Или лежит на диване третий год да про Пэрис Хилтон пришедшей с ночной смены жене, да байки про тенденции моды травит и принесенное ею пиво пьет. «Как же, он ведь ждет…» Он же будет высказывать недовольство, что его тапочки стоят неровно.
Жены вечерами на кухнях уговаривают мужей кредит взять, чтоб ЕМУ машину купить. Она-то, понятно, на трамвае, те боятся – «работать ведь придется».
Мужчины украшают себя и свои машины. Не внутрь, в себя: книгу прочитать, узнать, понять, а сережку в ухо и двойную выхлопную трубу вместо усиления мощности двигателя.
Женщины, наверное, уже боятся мужчинам говорить такие слова, как «отстань, отвянь». Тут же отвянет. Еще и успокаивать потом придется, еще и бегать за ним надо будет и следить, чтобы веревку в руки не взял. Так они и познакомятся, а потом она возьмет его себе в мужья, чтоб обиды не чувствовал. И содержать его будет, и детей родит, и тех еще на ноги поставит, работая на четырех работах.
Мужики боятся друг с другом договариваться на берегу. Страшно им. В итоге расходятся обиженными и всем рассказывают об этом. И будут вредить друг другу, и слухи собирать, и в курилках говорить и говорить о том, что «мир жесток стал и совести у людей не стало».
Возьмите любой журнал, любую газету. Мужики плачут, возмущаются вообще всем, женщины пишут о том, как готовить и деньги добывать. Муж дома – герой с подстриженными ею ногтями на левой руке и протертыми коленками, в Интернете – комментирует комментарии, причем смело, нагло, но анонимно. Жена люстру чинит.
Жены, сослуживицы, подруги, любовницы, прекращайте с вытиранием соплей и слюней! Пинками нужно…
«Кабинет хирурга…»
Кабинет хирурга. Врач, сестра, пятилетний мальчик, его папа. Нужно на ноге прижечь бородавку.
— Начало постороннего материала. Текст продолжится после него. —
//! Counters, latency samples and trace records reaching a metrics sink.

#[cfg(test)]
mod tests {
    use crate::fixtures::*;
    use bus_telemetry::{encode_metrics, register_metrics, PrometheusSink};
    use layer_bus::{
        BusConfig, BusCounter, BusError, Command, Event, HandlerResult, Layer, MessageBus,
        MessageKind, Query, TraceOutcome,
    };
    use std::sync::Arc;
    use std::time::Duration;

    fn traced() -> BusConfig {
        BusConfig {
            enable_tracing: true,
            ..short_timeouts()
        }
    }

    #[tokio::test]
    async fn test_event_trace_and_counters() {
        let (bus, sink) = recorded_bus(traced());
        let _ok = bus.subscribe_fn(|_: Event<UserCreated>| async { HandlerResult::Ok(()) });
        let _err = bus.subscribe_fn(|_: Event<UserCreated>| async {
            HandlerResult::<()>::Err("boom".into())
        });

        let event = Event::new(Layer::Domain, user_created(1)).with_correlation_id("flow-7");
        let message_id = event.id();
        assert_eq!(bus.publish(event).await, 1);

        let traces = sink.traces.lock().clone();
        assert_eq!(traces.len(), 1);
        let trace = &traces[0];
        assert_eq!(trace.message_id, message_id);
        assert_eq!(trace.correlation_id, "flow-7");
        assert_eq!(trace.kind, MessageKind::Event);
        assert_eq!(trace.handler_count, 2);
        assert_eq!(trace.outcome, TraceOutcome::Delivered { handled: 1 });

        assert_eq!(sink.total(BusCounter::Published), 1);
        assert_eq!(sink.total(BusCounter::Processed), 1);
        assert_eq!(sink.total(BusCounter::Errors), 1);
        assert_eq!(sink.handler_counts.lock().len(), 1);
        assert_eq!(sink.handler_counts.lock()[0].1, 2);
        assert_eq!(sink.latencies.lock().len(), 1);
    }

    #[tokio::test]
    async fn test_sink_totals_match_snapshot() {
        let (bus, sink) = recorded_bus(traced());
        bus.handle_command_fn(|_: Command<CreateUser>| async { HandlerResult::Ok(()) })
            .unwrap();
        bus.handle_query_fn(|q: Query<GetUser, UserView>| async move {
            HandlerResult::Ok(UserView {
                user_id: q.payload.user_id,
                name: String::new(),
            })
        })
        .unwrap();

        for _ in 0..3 {
            let _: () = bus
                .send(Command::new(Layer::Application, CreateUser { name: "a".into() }))
                .await
                .unwrap();
            bus.query(
                Query::<GetUser, UserView>::new(Layer::Application, GetUser { user_id: 1 })
                    .with_cache_key("u1"),
            )
            .await
            .unwrap();
        }
        let rejected: Result<(), BusError> = bus
            .send(Command::new(Layer::Domain, CreateUser { name: "a".into() }).to(Layer::External))
            .await;
        assert!(rejected.is_err());

        let snapshot = bus.metrics();
        assert_eq!(sink.total(BusCounter::Published), snapshot.published);
        assert_eq!(sink.total(BusCounter::Processed), snapshot.processed);
        assert_eq!(sink.total(BusCounter::CacheHits), snapshot.cache_hits);
        assert_eq!(sink.total(BusCounter::CacheMisses), snapshot.cache_misses);
        assert_eq!(sink.total(BusCounter::RoutingViolations), snapshot.routing_violations);
        assert_eq!(snapshot.published, 7);
        assert_eq!(snapshot.cache_hits, 2);
        assert_eq!(snapshot.routing_violations, 1);

        let outcomes: Vec<TraceOutcome> = sink
            .traces
            .lock()
            .iter()
            .map(|t| t.outcome.clone())
            .collect();
        assert_eq!(
            outcomes.iter().filter(|o| **o == TraceOutcome::CacheHit).count(),
            2
        );
        assert_eq!(
            outcomes.iter().filter(|o| **o == TraceOutcome::Completed).count(),
            4
        );
        assert_eq!(outcomes.last(), Some(&TraceOutcome::Rejected));
    }

    #[tokio::test(start_paused = true)]
    async fn test_failure_and_timeout_traces() {
        let (bus, sink) = recorded_bus(traced());
        bus.handle_command_fn(|_: Command<CreateUser>| async {
            HandlerResult::<()>::Err("quota exceeded".into())
        })
        .unwrap();
        bus.handle_command_fn(|_: Command<Stall>| async {
            std::future::pending::<()>().await;
            HandlerResult::Ok(())
        })
        .unwrap();

        let failed: Result<(), BusError> = bus
            .send(Command::new(Layer::Domain, CreateUser { name: "a".into() }))
            .await;
        assert!(failed.is_err());
        let timed_out: Result<(), BusError> = bus
            .send(Command::new(Layer::Domain, Stall).with_timeout(Duration::from_millis(20)))
            .await;
        assert!(matches!(timed_out, Err(BusError::Timeout { .. })));

        let traces = sink.traces.lock().clone();
        assert_eq!(traces.len(), 2);
        match &traces[0].outcome {
            TraceOutcome::Failed { reason } => assert!(reason.contains("quota exceeded")),
            other => panic!("unexpected {other:?}"),
        }
        assert_eq!(traces[1].outcome, TraceOutcome::TimedOut);
        assert_eq!(sink.total(BusCounter::Timeouts), 1);
        assert_eq!(sink.total(BusCounter::Errors), 2);
    }

    #[tokio::test]
    async fn test_disabled_metrics_reach_nothing() {
        let (bus, sink) = recorded_bus(BusConfig {
            enable_metrics: false,
            enable_tracing: false,
            ..BusConfig::default()
        });
        let _sub = bus.subscribe_fn(|_: Event<UserCreated>| async { HandlerResult::Ok(()) });
        assert_eq!(bus.publish(Event::new(Layer::Domain, user_created(1))).await, 1);

        assert_eq!(bus.metrics(), Default::default());
        assert!(sink.increments.lock().is_empty());
        assert!(sink.latencies.lock().is_empty());
        assert!(sink.handler_counts.lock().is_empty());
        assert!(sink.traces.lock().is_empty());
    }

    #[tokio::test]
    async fn test_tracing_independent_of_metrics() {
        let (bus, sink) = recorded_bus(BusConfig {
            enable_metrics: false,
            enable_tracing: true,
            ..BusConfig::default()
        });
        assert_eq!(bus.publish(Event::new(Layer::Domain, user_created(1))).await, 0);
        assert!(sink.increments.lock().is_empty());
        assert_eq!(sink.traces.lock().len(), 1);
    }

    #[derive(Debug, Clone)]
    struct ExportProbe;

    #[tokio::test]
    async fn test_prometheus_export() {
        register_metrics().unwrap();
        let bus = MessageBus::builder()
            .metrics_sink(Arc::new(PrometheusSink::new()))
            .build()
            .unwrap();
        let _sub = bus.subscribe_fn(|_: Event<ExportProbe>| async { HandlerResult::Ok(()) });
        bus.publish(Event::new(Layer::Domain, ExportProbe)).await;

        let text = encode_metrics().unwrap();
        assert!(text.contains("layer_bus_messages_total"));
        assert!(text.contains("ExportProbe"));
    }
}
– Сыночка, ты же плакать не будешь? Мы ведь договорились, что тогда я куплю тебе пистолет. Давай садись на кроватку, тетенька сейчас тебе сделает обезболивающий укол.
– А это не больно?
– Нет. Как комарик укусит.
– Ой, ой!.. У-у-у…
– Смотри, какая у тети маленькая иголка.
– Ого! Я домой хочу. Не хочу никакой комарик. Ай, уй, хны.